:: The task ::
Retype the material below, keeping each line identical.
Top of Records to process
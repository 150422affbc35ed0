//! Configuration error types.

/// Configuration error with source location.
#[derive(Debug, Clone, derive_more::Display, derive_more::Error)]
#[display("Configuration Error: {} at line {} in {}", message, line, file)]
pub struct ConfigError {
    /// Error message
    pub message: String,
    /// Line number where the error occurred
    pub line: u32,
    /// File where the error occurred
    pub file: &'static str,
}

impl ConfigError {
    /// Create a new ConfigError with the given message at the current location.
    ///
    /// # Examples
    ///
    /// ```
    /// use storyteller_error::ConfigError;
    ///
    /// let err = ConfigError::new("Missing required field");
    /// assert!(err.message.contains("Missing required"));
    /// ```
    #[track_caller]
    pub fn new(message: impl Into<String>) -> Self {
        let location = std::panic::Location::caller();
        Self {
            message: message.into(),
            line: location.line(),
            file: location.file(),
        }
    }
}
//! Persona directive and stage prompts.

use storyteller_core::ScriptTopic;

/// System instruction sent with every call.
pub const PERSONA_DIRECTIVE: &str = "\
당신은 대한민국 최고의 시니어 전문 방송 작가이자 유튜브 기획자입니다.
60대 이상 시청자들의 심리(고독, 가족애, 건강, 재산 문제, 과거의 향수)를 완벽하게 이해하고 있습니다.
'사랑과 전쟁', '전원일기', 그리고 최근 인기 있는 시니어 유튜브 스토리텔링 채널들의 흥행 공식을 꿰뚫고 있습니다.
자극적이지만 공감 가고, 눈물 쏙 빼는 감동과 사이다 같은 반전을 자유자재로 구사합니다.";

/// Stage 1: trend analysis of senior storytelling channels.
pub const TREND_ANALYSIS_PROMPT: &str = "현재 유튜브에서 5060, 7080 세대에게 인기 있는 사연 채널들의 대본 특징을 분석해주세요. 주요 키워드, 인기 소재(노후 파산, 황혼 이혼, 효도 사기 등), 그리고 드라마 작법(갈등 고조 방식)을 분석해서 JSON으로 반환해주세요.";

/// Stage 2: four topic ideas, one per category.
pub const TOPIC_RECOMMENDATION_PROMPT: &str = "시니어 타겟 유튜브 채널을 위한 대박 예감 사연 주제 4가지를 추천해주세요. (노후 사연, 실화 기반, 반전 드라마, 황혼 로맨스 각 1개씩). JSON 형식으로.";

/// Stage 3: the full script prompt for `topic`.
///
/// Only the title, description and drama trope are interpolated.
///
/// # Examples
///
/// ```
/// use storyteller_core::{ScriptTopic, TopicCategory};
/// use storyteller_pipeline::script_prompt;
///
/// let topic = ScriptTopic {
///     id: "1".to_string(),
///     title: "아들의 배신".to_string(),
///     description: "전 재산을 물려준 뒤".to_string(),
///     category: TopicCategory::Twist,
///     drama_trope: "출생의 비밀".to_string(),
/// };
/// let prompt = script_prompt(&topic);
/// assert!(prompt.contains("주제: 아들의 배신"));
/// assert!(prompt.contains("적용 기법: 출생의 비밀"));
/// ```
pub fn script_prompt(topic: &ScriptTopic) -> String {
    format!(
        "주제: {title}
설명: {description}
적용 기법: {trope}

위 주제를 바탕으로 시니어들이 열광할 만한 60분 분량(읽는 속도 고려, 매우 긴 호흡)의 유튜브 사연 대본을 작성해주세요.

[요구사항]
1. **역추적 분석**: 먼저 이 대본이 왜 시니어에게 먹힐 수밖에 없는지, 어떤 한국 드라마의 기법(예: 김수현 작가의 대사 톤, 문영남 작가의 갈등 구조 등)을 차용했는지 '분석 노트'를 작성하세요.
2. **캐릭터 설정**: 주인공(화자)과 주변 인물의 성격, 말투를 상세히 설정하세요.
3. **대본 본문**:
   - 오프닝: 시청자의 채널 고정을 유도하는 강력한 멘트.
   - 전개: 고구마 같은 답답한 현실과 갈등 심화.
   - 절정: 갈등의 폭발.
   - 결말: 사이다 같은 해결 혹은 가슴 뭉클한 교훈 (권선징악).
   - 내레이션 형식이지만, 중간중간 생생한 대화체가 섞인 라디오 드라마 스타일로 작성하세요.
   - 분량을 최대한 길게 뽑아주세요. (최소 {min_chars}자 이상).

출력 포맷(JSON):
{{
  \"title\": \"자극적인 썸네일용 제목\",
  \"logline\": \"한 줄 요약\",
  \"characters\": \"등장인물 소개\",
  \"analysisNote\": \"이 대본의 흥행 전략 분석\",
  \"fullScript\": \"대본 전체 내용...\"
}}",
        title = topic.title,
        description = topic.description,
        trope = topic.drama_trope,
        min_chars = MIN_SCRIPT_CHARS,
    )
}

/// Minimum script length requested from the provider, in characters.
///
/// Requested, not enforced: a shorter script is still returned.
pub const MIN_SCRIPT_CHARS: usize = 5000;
Bottom of Records to process
:: Written solution ::
repository 150422affbc35ed0
//! Configuration error types.

/// Configuration error with source location.
#[derive(Debug, Clone, derive_more::Display, derive_more::Error)]
#[display("Configuration Error: {} at line {} in {}", message, line, file)]
pub struct ConfigError {
    /// Error message
    pub message: String,
    /// Line number where the error occurred
    pub line: u32,
    /// File where the error occurred
    pub file: &'static str,
}

impl ConfigError {
    /// Create a new ConfigError with the given message at the current location.
    ///
    /// # Examples
    ///
    /// ```
    /// use storyteller_error::ConfigError;
    ///
    /// let err = ConfigError::new("Missing required field");
    /// assert!(err.message.contains("Missing required"));
    /// ```
    #[track_caller]
    pub fn new(message: impl Into<String>) -> Self {
        let location = std::panic::Location::caller();
        Self {
            message: message.into(),
            line: location.line(),
            file: location.file(),
        }
    }
}
//! Persona directive and stage prompts.

use storyteller_core::ScriptTopic;

/// System instruction sent with every call.
pub const PERSONA_DIRECTIVE: &str = "\
당신은 대한민국 최고의 시니어 전문 방송 작가이자 유튜브 기획자입니다.
60대 이상 시청자들의 심리(고독, 가족애, 건강, 재산 문제, 과거의 향수)를 완벽하게 이해하고 있습니다.
'사랑과 전쟁', '전원일기', 그리고 최근 인기 있는 시니어 유튜브 스토리텔링 채널들의 흥행 공식을 꿰뚫고 있습니다.
자극적이지만 공감 가고, 눈물 쏙 빼는 감동과 사이다 같은 반전을 자유자재로 구사합니다.";

/// Stage 1: trend analysis of senior storytelling channels.
pub const TREND_ANALYSIS_PROMPT: &str = "현재 유튜브에서 5060, 7080 세대에게 인기 있는 사연 채널들의 대본 특징을 분석해주세요. 주요 키워드, 인기 소재(노후 파산, 황혼 이혼, 효도 사기 등), 그리고 드라마 작법(갈등 고조 방식)을 분석해서 JSON으로 반환해주세요.";

/// Stage 2: four topic ideas, one per category.
pub const TOPIC_RECOMMENDATION_PROMPT: &str = "시니어 타겟 유튜브 채널을 위한 대박 예감 사연 주제 4가지를 추천해주세요. (노후 사연, 실화 기반, 반전 드라마, 황혼 로맨스 각 1개씩). JSON 형식으로.";

/// Stage 3: the full script prompt for `topic`.
///
/// Only the title, description and drama trope are interpolated.
///
/// # Examples
///
/// ```
/// use storyteller_core::{ScriptTopic, TopicCategory};
/// use storyteller_pipeline::script_prompt;
///
/// let topic = ScriptTopic {
///     id: "1".to_string(),
///     title: "아들의 배신".to_string(),
///     description: "전 재산을 물려준 뒤".to_string(),
///     category: TopicCategory::Twist,
///     drama_trope: "출생의 비밀".to_string(),
/// };
/// let prompt = script_prompt(&topic);
/// assert!(prompt.contains("주제: 아들의 배신"));
/// assert!(prompt.contains("적용 기법: 출생의 비밀"));
/// ```
pub fn script_prompt(topic: &ScriptTopic) -> String {
    format!(
        "주제: {title}
설명: {description}
적용 기법: {trope}

위 주제를 바탕으로 시니어들이 열광할 만한 60분 분량(읽는 속도 고려, 매우 긴 호흡)의 유튜브 사연 대본을 작성해주세요.

[요구사항]
1. **역추적 분석**: 먼저 이 대본이 왜 시니어에게 먹힐 수밖에 없는지, 어떤 한국 드라마의 기법(예: 김수현 작가의 대사 톤, 문영남 작가의 갈등 구조 등)을 차용했는지 '분석 노트'를 작성하세요.
2. **캐릭터 설정**: 주인공(화자)과 주변 인물의 성격, 말투를 상세히 설정하세요.
3. **대본 본문**:
   - 오프닝: 시청자의 채널 고정을 유도하는 강력한 멘트.
   - 전개: 고구마 같은 답답한 현실과 갈등 심화.
   - 절정: 갈등의 폭발.
   - 결말: 사이다 같은 해결 혹은 가슴 뭉클한 교훈 (권선징악).
   - 내레이션 형식이지만, 중간중간 생생한 대화체가 섞인 라디오 드라마 스타일로 작성하세요.
   - 분량을 최대한 길게 뽑아주세요. (최소 {min_chars}자 이상).

출력 포맷(JSON):
{{
  \"title\": \"자극적인 썸네일용 제목\",
  \"logline\": \"한 줄 요약\",
  \"characters\": \"등장인물 소개\",
  \"analysisNote\": \"이 대본의 흥행 전략 분석\",
  \"fullScript\": \"대본 전체 내용...\"
}}",
        title = topic.title,
        description = topic.description,
        trope = topic.drama_trope,
        min_chars = MIN_SCRIPT_CHARS,
    )
}

/// Minimum script length requested from the provider, in characters.
///
/// Requested, not enforced: a shorter script is still returned.
pub const MIN_SCRIPT_CHARS: usize = 5000;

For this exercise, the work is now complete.